In this biceps workout, JYM President and Co-Owner Mike McErlane reviews 4 biceps exercises that are guarenteed to add inches to your arms.
Alternating Dumbbell Curl
The alternating dumbbell curl is a great exercise to start off with when training biceps. Research shows that when you perform single limb movements you can not only lift more weight, but have a better mind-to-muscle connection, which will help overcome strength imbalances in the body.
Dumbbell Hammer Curl
The dumbbell hammer curl emphasizes the brachialis muscle more so than the biceps. Performing this movement right after doing a standard dumbbell curl is a great supersetting exercise to add into your arm routine.
Seated Barbell Curl
The seated barbell curl is not a common movement performed in the gym; however, if performed correctly it can be one of the most beneficial exercises in your arsenal.
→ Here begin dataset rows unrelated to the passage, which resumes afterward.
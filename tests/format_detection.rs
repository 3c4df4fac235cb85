pub mod common;

use autocsv::{
    core::{
        config::{Detect, LineTerminator, SourceEncoding},
        row::Value,
    },
    io::charset::Charset,
    reader::csv_reader::CsvReaderBuilder,
};

use common::{cursor, init_logger, utf16le_with_bom};

fn text(value: Option<&Value>) -> Option<&str> {
    value.and_then(Value::as_str)
}

#[test]
fn utf16le_tab_separated_dos_export() {
    init_logger();
    let bytes = utf16le_with_bom("Kunde\tOrt\tUmsatz\r\nMüller\tKöln\t1.234,56\r\nÖzdemir\tGraz\t99\r\n");

    let mut reader = CsvReaderBuilder::new()
        .columns(["kunde", "ort", "umsatz"])
        .from_reader(cursor(bytes))
        .unwrap();

    let options = reader.options();
    assert_eq!(options.encoding, SourceEncoding::Known(Charset::Utf16Le));
    assert_eq!(options.line_terminator, Detect::Fixed(LineTerminator::CrLf));
    assert_eq!(options.separator, Detect::Fixed(b'\t'));

    let row = reader.next_row().unwrap();
    assert_eq!(text(row.get("kunde")), Some("Müller"));
    assert_eq!(text(row.get("ort")), Some("Köln"));
    assert_eq!(text(row.get("umsatz")), Some("1.234,56"));

    let row = reader.next_row().unwrap();
    assert_eq!(text(row.get("kunde")), Some("Özdemir"));
    assert!(reader.next_row().is_none());
}

#[test]
fn utf16be_without_bom() {
    let bytes: Vec<u8> = "id,name\n1,Zoë\n"
        .encode_utf16()
        .flat_map(|unit| unit.to_be_bytes())
        .collect();

    let mut reader = CsvReaderBuilder::new().from_reader(cursor(bytes)).unwrap();

    assert_eq!(
        reader.options().encoding,
        SourceEncoding::Known(Charset::Utf16Be)
    );
    let row = reader.next_row().unwrap();
    assert_eq!(text(row.get("name")), Some("Zoë"));
}

#[test]
fn utf32le_with_bom() {
    let mut bytes = vec![0xFF, 0xFE, 0x00, 0x00];
    for c in "a;b\nx;€\n".chars() {
        bytes.extend_from_slice(&u32::from(c).to_le_bytes());
    }

    let mut reader = CsvReaderBuilder::new().from_reader(cursor(bytes)).unwrap();

    assert_eq!(
        reader.options().encoding,
        SourceEncoding::Known(Charset::Utf32Le)
    );
    let row = reader.next_row().unwrap();
    assert_eq!(text(row.get("b")), Some("€"));
}

#[test]
fn windows_1252_dos_export() {
    init_logger();
    let bytes = b"Name;Stadt;Betrag\r\nJos\xe9;M\xfcnchen;12\x80\r\n".to_vec();

    let mut reader = CsvReaderBuilder::new().from_reader(cursor(bytes)).unwrap();

    let options = reader.options();
    assert_eq!(options.encoding, SourceEncoding::Known(Charset::Windows1252));
    assert_eq!(options.line_terminator, Detect::Fixed(LineTerminator::CrLf));

    let row = reader.next_row().unwrap();
    assert_eq!(text(row.get("name")), Some("José"));
    assert_eq!(text(row.get("stadt")), Some("München"));
    assert_eq!(text(row.get("betrag")), Some("12€"));
}

#[test]
fn ibm850_when_windows_1252_has_undefined_bytes() {
    let bytes = b"Name;Ort\r\nM\x81ller;K\x94ln\r\n".to_vec();

    let mut reader = CsvReaderBuilder::new().from_reader(cursor(bytes)).unwrap();

    assert_eq!(
        reader.options().encoding,
        SourceEncoding::Known(Charset::Ibm850)
    );
    let row = reader.next_row().unwrap();
    assert_eq!(text(row.get("name")), Some("Müller"));
    assert_eq!(text(row.get("ort")), Some("Köln"));
}

#[test]
fn mac_roman_with_carriage_returns() {
    let bytes = b"city,country\rZ\x9frich,CH\rGen\x8fve,CH\r".to_vec();

    let mut reader = CsvReaderBuilder::new().from_reader(cursor(bytes)).unwrap();

    let options = reader.options();
    assert_eq!(options.encoding, SourceEncoding::Known(Charset::Macintosh));
    assert_eq!(options.line_terminator, Detect::Fixed(LineTerminator::Cr));

    let cities: Vec<String> = reader
        .by_ref()
        .filter_map(|row| text(row.get("city")).map(str::to_string))
        .collect();
    assert_eq!(cities, vec!["Zürich", "Genève"]);
}

#[test]
fn utf8_character_split_by_the_detection_window() {
    let mut data = b"name;note\na;".to_vec();
    data.resize(1022, b'x');
    data.extend_from_slice("€\nb;y\n".as_bytes());
    assert_eq!(&data[1022..1025], "€".as_bytes());

    let mut reader = CsvReaderBuilder::new().from_reader(cursor(data)).unwrap();

    assert_eq!(reader.options().encoding, SourceEncoding::Known(Charset::Utf8));
    let row = reader.next_row().unwrap();
    let note = text(row.get("note")).unwrap();
    assert!(note.ends_with("x€"));
    assert_eq!(note.chars().count(), 1011);
}

#[test]
fn utf8_bom_is_not_part_of_the_first_cell() {
    let mut reader = CsvReaderBuilder::new()
        .from_reader(cursor(b"\xEF\xBB\xBFid,name\n1,Ann\n".to_vec()))
        .unwrap();

    assert_eq!(reader.column_index("id").unwrap(), 0);
    let row = reader.next_row().unwrap();
    assert_eq!(text(row.get("id")), Some("1"));
}

#[test]
fn utf8_bom_before_separator_line() {
    let mut reader = CsvReaderBuilder::new()
        .from_reader(cursor(b"\xEF\xBB\xBFsep=;\nid;name\n1;Ann\n".to_vec()))
        .unwrap();

    assert_eq!(reader.options().separator, Detect::Fixed(b';'));
    let row = reader.next_row().unwrap();
    assert_eq!(text(row.get("name")), Some("Ann"));
    assert_eq!(reader.current_row_number(), 3);
}

#[test]
fn explicit_encoding_skips_detection() {
    let mut reader = CsvReaderBuilder::new()
        .encoding(Charset::Macintosh)
        .from_reader(cursor(b"a,b\n\x8a,\x9a\n".to_vec()))
        .unwrap();

    let row = reader.next_row().unwrap();
    assert_eq!(text(row.get("a")), Some("ä"));
    assert_eq!(text(row.get("b")), Some("ö"));
}

#[test]
fn unknown_encoding_is_guessed_from_content() {
    let bytes = b"Name;Stadt\r\nJos\xe9;M\xfcnchen\r\n".to_vec();

    let mut reader = CsvReaderBuilder::new()
        .encoding(SourceEncoding::Unknown)
        .fallback_encoding(Charset::Macintosh)
        .from_reader(cursor(bytes))
        .unwrap();

    assert_eq!(
        reader.options().encoding,
        SourceEncoding::Known(Charset::Windows1252)
    );
    let row = reader.next_row().unwrap();
    assert_eq!(text(row.get("name")), Some("José"));
    assert_eq!(text(row.get("stadt")), Some("München"));
}

#[test]
fn explicit_line_terminator() {
    let mut reader = CsvReaderBuilder::new()
        .line_terminator(LineTerminator::Cr)
        .from_reader(cursor(b"a,b\r1,2\r".to_vec()))
        .unwrap();

    assert_eq!(
        reader.options().line_terminator,
        Detect::Fixed(LineTerminator::Cr)
    );
    assert_eq!(reader.by_ref().count(), 1);
}

#[test]
fn reader_starts_at_the_current_position() {
    use std::io::{Cursor, Seek, SeekFrom};

    let mut inner = Cursor::new(b"garbage\na,b\n1,2\n".to_vec());
    inner.seek(SeekFrom::Start(8)).unwrap();

    let mut reader = CsvReaderBuilder::new().from_reader(inner).unwrap();
    let row = reader.next_row().unwrap();
    assert_eq!(text(row.get("b")), Some("2"));

    reader.rewind().unwrap();
    assert_eq!(reader.by_ref().count(), 1);
}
While seated, it's important to keep the barbell close to your torso as you curl upward. The shortened range of motion places the majority of the emphasis onto the biceps, so you can add more weight than traditional standing barbell curls.
Behind-the-Back Cable Curl
This curl variation emphasizes the long head of the biceps. When the arms are placed behind the torso, it places a greater load onto this part of the biceps, which is responsable for biceps peak. So, if you're looking for an exercise that truly maximizes how big your biceps can be, make sure to add this to your arm routine.